Figure 17.9. The results of a successful query to the secure service.
If you enter invalid credentials, however, you should see an error message stating "Invalid Username or Password." This is the reason for the if statement on line 17. Without it, supplying invalid credentials would result in returning an empty DataSet. Figure 17.10 shows an unsuccessful attempt.
Figure 17.10. The results of an unsuccessful query to the secure service.
SOAP headers are a common and effective tool for implementing secure Web Services. Although you pulled your authentication information from a database here, you can verify the supplied information any way you like.
There is a drawback to using SOAP headers, however.
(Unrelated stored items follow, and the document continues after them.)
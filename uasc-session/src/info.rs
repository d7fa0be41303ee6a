use uasc_crypto::SecurityPolicy;
use uasc_types::{
    ApplicationDescription, ByteString, EndpointDescription, MessageSecurityMode, UAString,
};

/// Server-wide facts the session manager and the GetEndpoints service both
/// need: the server's own certificate and application description, and the
/// endpoints it serves.
pub struct ServerInfo {
    pub server_certificate: ByteString,
    pub application: ApplicationDescription,
    pub endpoints: Vec<EndpointDescription>,
    pub max_sessions: usize,
    pub min_session_timeout_ms: u64,
    pub max_session_timeout_ms: u64,
}

impl ServerInfo {
    /// Endpoint descriptions matching `endpoint_url`, or every endpoint if
    /// the caller passed no url. `None` only when there are no endpoints at
    /// all matching the filter.
    pub fn matching_endpoint_descriptions(&self, endpoint_url: &UAString) -> Option<Vec<EndpointDescription>> {
        let matches: Vec<EndpointDescription> = if endpoint_url.is_null() || endpoint_url.is_empty() {
            self.endpoints.clone()
        } else {
            self.endpoints
                .iter()
                .filter(|e| e.endpoint_url.as_ref() == endpoint_url.as_ref())
                .cloned()
                .collect()
        };
        if matches.is_empty() {
            None
        } else {
            Some(matches)
        }
    }

    pub fn endpoint_exists(
        &self,
        endpoint_url: &str,
        security_policy: SecurityPolicy,
        security_mode: MessageSecurityMode,
    ) -> bool {
        self.endpoints.iter().any(|e| {
            e.endpoint_url.as_ref() == endpoint_url
                && e.security_policy_uri.as_ref() == security_policy.to_uri()
                && e.security_mode == security_mode
        })
    }
}

#[cfg(test)]
mod tests {
    use super::*;

    fn endpoint(url: &str) -> EndpointDescription {
        EndpointDescription {
            endpoint_url: UAString::from(url),
            server: ApplicationDescription::default(),
            server_certificate: ByteString::null(),
            security_mode: MessageSecurityMode::None,
            security_policy_uri: UAString::from(SecurityPolicy::None.to_uri()),
            user_identity_tokens: None,
            transport_profile_uri: UAString::null(),
            security_level: 0,
        }
    }

    fn info(endpoints: Vec<EndpointDescription>) -> ServerInfo {
        ServerInfo {
            server_certificate: ByteString::null(),
            application: ApplicationDescription::default(),
            endpoints,
            max_sessions: 10,
            min_session_timeout_ms: 1_000,
            max_session_timeout_ms: 3_600_000,
        }
    }

    #[test]
    fn null_url_returns_every_endpoint() {
        let info = info(vec![endpoint("opc.tcp://a"), endpoint("opc.tcp://b")]);
        let matches = info.matching_endpoint_descriptions(&UAString::null()).unwrap();
        assert_eq!(matches.len(), 2);
    }

    #[test]
    fn specific_url_filters_down() {
        let info = info(vec![endpoint("opc.tcp://a"), endpoint("opc.tcp://b")]);
        let matches = info
            .matching_endpoint_descriptions(&UAString::from("opc.tcp://b"))
            .unwrap();
        assert_eq!(matches.len(), 1);
        assert_eq!(matches[0].endpoint_url.as_ref(), "opc.tcp://b");
    }

    #[test]
    fn unmatched_url_returns_none() {
        let info = info(vec![endpoint("opc.tcp://a")]);
        assert!(info.matching_endpoint_descriptions(&UAString::from("opc.tcp://nope")).is_none());
    }

    #[test]
    fn endpoint_exists_checks_policy_and_mode() {
        let info = info(vec![endpoint("opc.tcp://a")]);
        assert!(info.endpoint_exists("opc.tcp://a", SecurityPolicy::None, MessageSecurityMode::None));
        assert!(!info.endpoint_exists("opc.tcp://a", SecurityPolicy::None, MessageSecurityMode::Sign));
    }
}
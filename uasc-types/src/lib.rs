//! Built-in wire types and service messages for the secure channel and
//! session layers: the OPC UA binary encoding, status codes, headers, and
//! the small set of service request/response bodies this core needs to
//! carry.

pub mod basic_types;
pub mod byte_string;
pub mod diagnostic_info;
pub mod encoding;
pub mod extension_object;
pub mod message;
pub mod node_id;
pub mod qualified_name;
pub mod request_header;
pub mod response_header;
pub mod service_messages;
pub mod status_code;
pub mod string;

pub use basic_types::{Guid, UtcTime};
pub use byte_string::ByteString;
pub use diagnostic_info::DiagnosticInfo;
pub use encoding::{
    read_f32, read_f64, read_i16, read_i32, read_i64, read_u16, read_u32, read_u64, read_u8,
    skip_bytes, write_bytes, write_f32, write_f64, write_i16, write_i32, write_i64, write_u16,
    write_u32, write_u64, write_u8, BinaryDecodable, BinaryEncodable, DecodingOptions, DepthGauge,
    DepthLock, Error, EncodingResult, SimpleBinaryDecodable, SimpleBinaryEncodable, UaNullable,
};
pub use extension_object::ExtensionObject;
pub use message::{binary_id, DecodableMessage, Message, RequestMessage, ResponseMessage};
pub use node_id::{Identifier, NodeId};
pub use qualified_name::{LocalizedText, QualifiedName};
pub use request_header::{IntegerId, RequestHeader};
pub use response_header::{AsRequestHandle, ResponseHeader};
pub use service_messages::*;
pub use status_code::StatusCode;
pub use string::UAString;
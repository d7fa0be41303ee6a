//! Parsing of `opc.tcp://host:port/path` endpoint urls, shared by the
//! client-side transport and server-side endpoint matching.

use url::Url;

use uasc_types::StatusCode;

pub const OPC_TCP_SCHEME: &str = "opc.tcp";

pub fn is_opc_tcp_url(url: &str) -> bool {
    Url::parse(url)
        .map(|u| u.scheme() == OPC_TCP_SCHEME)
        .unwrap_or(false)
}

/// Splits an endpoint url into the host/port pair a transport connects to,
/// defaulting the port when the url omits one.
pub fn hostname_port_from_url(url: &str, default_port: u16) -> Result<(String, u16), StatusCode> {
    let url = Url::parse(url).map_err(|_| StatusCode::BadTcpEndpointUrlInvalid)?;
    if url.scheme() != OPC_TCP_SCHEME || !url.has_host() {
        return Err(StatusCode::BadTcpEndpointUrlInvalid);
    }
    let host = url.host_str().unwrap().to_string();
    let port = url.port().unwrap_or(default_port);
    Ok((host, port))
}

#[cfg(test)]
mod tests {
    use super::*;

    #[test]
    fn recognises_opc_tcp_scheme() {
        assert!(is_opc_tcp_url("opc.tcp://host:4841/ep"));
        assert!(!is_opc_tcp_url("http://host:4841/ep"));
    }

    #[test]
    fn splits_host_and_explicit_port() {
        let (host, port) = hostname_port_from_url("opc.tcp://host:4841/ep", 4840).unwrap();
        assert_eq!(host, "host");
        assert_eq!(port, 4841);
    }

    #[test]
    fn falls_back_to_default_port() {
        let (host, port) = hostname_port_from_url("opc.tcp://host/ep", 4840).unwrap();
        assert_eq!(host, "host");
        assert_eq!(port, 4840);
    }

    #[test]
    fn rejects_non_tcp_scheme() {
        assert_eq!(
            hostname_port_from_url("http://host/ep", 4840).unwrap_err(),
            StatusCode::BadTcpEndpointUrlInvalid
        );
    }
}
When you send user credentials across the Internet via SOAP headers, they're sent as plain text in XML format. This means that they're vulnerable to prying eyes. One method to get around this is to encrypt the user credentials prior to sending them and provide an equivalent decryption algorithm in your Web Service. Encryption is beyond the scope of this book, however. For other ways to secure your application, see Day 21, "Securing Your ASP.NET Application."